*** Supplied material Section Begins ***

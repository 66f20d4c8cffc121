//! Solver for Pete's Pike: totems on a grid pull each other along rows and
//! columns until Pete stands on the target cell.

pub mod error;
pub mod game;
pub mod loader;
pub mod observer;
pub mod solution;
pub mod totem;

pub use error::LoadError;
pub use game::{Breadcrumb, Game};
pub use loader::{load_game, GameDescription};
pub use observer::{LogObserver, SearchObserver};
pub use totem::{Direction, Position, Role, Totem};
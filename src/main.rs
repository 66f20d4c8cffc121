use std::path::PathBuf;

use anyhow::{Context, Result};
use clap::Parser;
use crossterm::style::Stylize;
use log::{debug, LevelFilter};

use petes_pike::load_game;

#[derive(Parser, Debug)]
#[command(version, about = "Pete's Pike Game Solver")]
struct Args {
    /// Path to game model
    #[arg(long, short = 'g')]
    game: PathBuf,

    /// Show first solution only (instead of all of them)
    #[arg(long, short = 'f')]
    first: bool,

    /// Output debug information
    #[arg(long, short = 'd')]
    debug: bool,
}

fn main() -> Result<()> {
    let args = Args::parse();

    let mut logger =
        env_logger::Builder::from_env(env_logger::Env::default().default_filter_or("warn"));
    if args.debug {
        logger.filter_level(LevelFilter::Debug);
    }
    logger.init();

    let mut game = load_game(&args.game)
        .with_context(|| format!("unable to load game \"{}\"", args.game.display()))?;

    debug!("Initial board:\n{}", game);

    game.run_search(args.first);
    let solutions = game.list_solutions();

    println!("{}", "*** SOLUTIONS ***".bold());
    if solutions.is_empty() {
        println!("{}", "No solution found.".yellow());
    }
    for (i, solution) in solutions.iter().enumerate() {
        println!("{}", format!("SOLUTION {}::", i + 1).green());
        println!("    {}", solution);
    }

    Ok(())
}
use std::path::PathBuf;

use petes_pike::{load_game, Game, Totem};

fn game(name: &str) -> Game {
    let path: PathBuf = [env!("CARGO_MANIFEST_DIR"), "games", name].iter().collect();
    load_game(&path).unwrap()
}

fn move_count(solution: &str) -> usize {
    solution
        .split(", ")
        .map(|run| run.split_once('-').unwrap().1.len())
        .sum()
}

#[test]
fn pike_all_solutions() {
    let mut game = game("pike.json");
    game.run_search(false);
    assert_eq!(game.list_solutions(), vec!["X-RU", "B-D, X-RU"]);
}

#[test]
fn pike_first_solution() {
    let mut game = game("pike.json");
    game.run_search(true);
    assert_eq!(game.list_solutions(), vec!["X-RU"]);
}

#[test]
fn column_first_solution_is_not_the_shortest() {
    let mut first = game("column.json");
    first.run_search(true);
    assert_eq!(first.list_solutions(), vec!["B-D, X-R"]);

    let mut all = game("column.json");
    all.run_search(false);
    assert_eq!(all.list_solutions()[0], "X-R");
}

#[test]
fn stranded_pete_has_no_solutions() {
    let mut game = game("stranded.json");
    game.run_search(false);
    assert!(game.list_solutions().is_empty());
}

#[test]
fn summit_search() {
    let mut game = game("summit.json");
    let before: Vec<Totem> = game.totems().to_vec();

    game.run_search(false);

    let solutions = game.list_solutions();
    assert_eq!(solutions.len(), 82);
    assert_eq!(solutions[0], "E-LD, A-RU, C-L, E-UL, X-UL");
    assert_eq!(solutions[1], "E-LD, A-RUR, E-UL, X-UL");
    assert!(solutions
        .windows(2)
        .all(|pair| move_count(&pair[0]) <= move_count(&pair[1])));

    assert_eq!(game.totems(), before.as_slice());
    assert!(game.breadcrumbs().is_empty());
    assert_eq!(game.open_states(), 0);
}

#[test]
fn summit_first_solution() {
    let mut game = game("summit.json");
    game.run_search(true);
    assert_eq!(game.list_solutions(), vec!["E-LD, A-RU, C-L, E-UL, X-UL"]);
}

#[test]
fn every_solution_ends_with_pete_moving() {
    let mut game = game("summit.json");
    game.run_search(false);

    assert!(!game.solutions().is_empty());
    for moves in game.solutions() {
        assert_eq!(moves.last().map(|crumb| crumb.totem.as_str()), Some("X"));
    }
}
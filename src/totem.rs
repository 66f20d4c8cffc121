use std::fmt;

/// Name given to Pete on every board.
pub const PETE: &str = "X";

#[derive(Debug, Clone, Copy, PartialEq, Eq, Hash)]
pub struct Position {
    pub row: isize,
    pub col: isize,
}

impl Position {
    pub fn new(row: isize, col: isize) -> Self {
        Self { row, col }
    }

    pub fn step(self, direction: Direction) -> Self {
        let (dr, dc) = direction.as_offset();
        Self::new(self.row + dr, self.col + dc)
    }
}

impl From<[isize; 2]> for Position {
    fn from([row, col]: [isize; 2]) -> Self {
        Self::new(row, col)
    }
}

impl fmt::Display for Position {
    fn fmt(&self, f: &mut fmt::Formatter<'_>) -> fmt::Result {
        write!(f, "({}, {})", self.row, self.col)
    }
}

#[derive(Debug, Clone, Copy, PartialEq, Eq)]
pub enum Direction {
    Up,
    Left,
    Down,
    Right,
}

impl Direction {
    pub fn as_offset(&self) -> (isize, isize) {
        match self {
            Direction::Up => (-1, 0),
            Direction::Left => (0, -1),
            Direction::Down => (1, 0),
            Direction::Right => (0, 1),
        }
    }

    /// Direction of a single orthogonal move from `past` to `future`.
    ///
    /// Rows take precedence over columns; anything that is not down, up or
    /// right is reported as left.
    pub fn between(past: Position, future: Position) -> Self {
        if past.row < future.row {
            Direction::Down
        } else if past.row > future.row {
            Direction::Up
        } else if past.col < future.col {
            Direction::Right
        } else {
            Direction::Left
        }
    }

    pub fn symbol(&self) -> char {
        match self {
            Direction::Up => 'U',
            Direction::Left => 'L',
            Direction::Down => 'D',
            Direction::Right => 'R',
        }
    }
}

impl fmt::Display for Direction {
    fn fmt(&self, f: &mut fmt::Formatter<'_>) -> fmt::Result {
        write!(f, "{}", self.symbol())
    }
}

#[derive(Debug, Clone, Copy, PartialEq, Eq)]
pub enum Role {
    Goat,
    Pete,
}

/// A named piece on the board. Pete moves by the same rules as the goats.
#[derive(Debug, Clone, PartialEq, Eq)]
pub struct Totem {
    name: String,
    role: Role,
    position: Position,
}

impl Totem {
    pub fn goat(name: impl Into<String>, row: isize, col: isize) -> Self {
        Self {
            name: name.into(),
            role: Role::Goat,
            position: Position::new(row, col),
        }
    }

    pub fn pete(row: isize, col: isize) -> Self {
        Self {
            name: PETE.to_string(),
            role: Role::Pete,
            position: Position::new(row, col),
        }
    }

    pub fn name(&self) -> &str {
        &self.name
    }

    pub fn role(&self) -> Role {
        self.role
    }

    pub fn position(&self) -> Position {
        self.position
    }

    pub fn set_position(&mut self, position: Position) {
        self.position = position;
    }

    /// Whether `self` can pull `pulled` given every totem on the `board`.
    ///
    /// Both totems must share a row or a column without already being
    /// adjacent, and no other totem may sit strictly between them.
    pub fn can_pull(&self, pulled: &Totem, board: &[Totem]) -> bool {
        let (a, b) = (self.position, pulled.position);

        let aligned = (a.row == b.row && (a.col - b.col).abs() > 1)
            || (a.col == b.col && (a.row - b.row).abs() > 1);
        if !aligned {
            return false;
        }

        let between = |x: isize, lo: isize, hi: isize| lo.min(hi) < x && x < lo.max(hi);

        board
            .iter()
            .filter(|other| other.name != self.name && other.name != pulled.name)
            .all(|other| {
                let o = other.position;
                if o.row == a.row && between(o.col, a.col, b.col) {
                    return false;
                }
                !(o.col == a.col && between(o.row, a.row, b.row))
            })
    }

    /// Cell where `pulled` comes to rest: next to `self`, on `pulled`'s side.
    ///
    /// # Panics
    ///
    /// If the totems share neither a row nor a column. Callers must check
    /// [`Totem::can_pull`] first.
    pub fn pull_destination(&self, pulled: &Totem) -> Position {
        let (a, b) = (self.position, pulled.position);

        let toward = if a.row == b.row {
            if a.col < b.col {
                Direction::Right
            } else {
                Direction::Left
            }
        } else if a.col == b.col {
            if a.row < b.row {
                Direction::Down
            } else {
                Direction::Up
            }
        } else {
            panic!("invalid move: {} tried to pull {}", self, pulled);
        };

        a.step(toward)
    }
}

impl fmt::Display for Totem {
    fn fmt(&self, f: &mut fmt::Formatter<'_>) -> fmt::Result {
        write!(f, "{}->{}", self.name, self.position)
    }
}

*** Supplied material Section Ends ***

Give back precisely the lines above that start at the line containing "to game model" and end at the line containing "let mut all", inclusive. No other lines belong in the output.

    /// Path to game model
    #[arg(long, short = 'g')]
    game: PathBuf,

    /// Show first solution only (instead of all of them)
    #[arg(long, short = 'f')]
    first: bool,

    /// Output debug information
    #[arg(long, short = 'd')]
    debug: bool,
}

fn main() -> Result<()> {
    let args = Args::parse();

    let mut logger =
        env_logger::Builder::from_env(env_logger::Env::default().default_filter_or("warn"));
    if args.debug {
        logger.filter_level(LevelFilter::Debug);
    }
    logger.init();

    let mut game = load_game(&args.game)
        .with_context(|| format!("unable to load game \"{}\"", args.game.display()))?;

    debug!("Initial board:\n{}", game);

    game.run_search(args.first);
    let solutions = game.list_solutions();

    println!("{}", "*** SOLUTIONS ***".bold());
    if solutions.is_empty() {
        println!("{}", "No solution found.".yellow());
    }
    for (i, solution) in solutions.iter().enumerate() {
        println!("{}", format!("SOLUTION {}::", i + 1).green());
        println!("    {}", solution);
    }

    Ok(())
}
use std::path::PathBuf;

use petes_pike::{load_game, Game, Totem};

fn game(name: &str) -> Game {
    let path: PathBuf = [env!("CARGO_MANIFEST_DIR"), "games", name].iter().collect();
    load_game(&path).unwrap()
}

fn move_count(solution: &str) -> usize {
    solution
        .split(", ")
        .map(|run| run.split_once('-').unwrap().1.len())
        .sum()
}

#[test]
fn pike_all_solutions() {
    let mut game = game("pike.json");
    game.run_search(false);
    assert_eq!(game.list_solutions(), vec!["X-RU", "B-D, X-RU"]);
}

#[test]
fn pike_first_solution() {
    let mut game = game("pike.json");
    game.run_search(true);
    assert_eq!(game.list_solutions(), vec!["X-RU"]);
}

#[test]
fn column_first_solution_is_not_the_shortest() {
    let mut first = game("column.json");
    first.run_search(true);
    assert_eq!(first.list_solutions(), vec!["B-D, X-R"]);

    let mut all = game("column.json");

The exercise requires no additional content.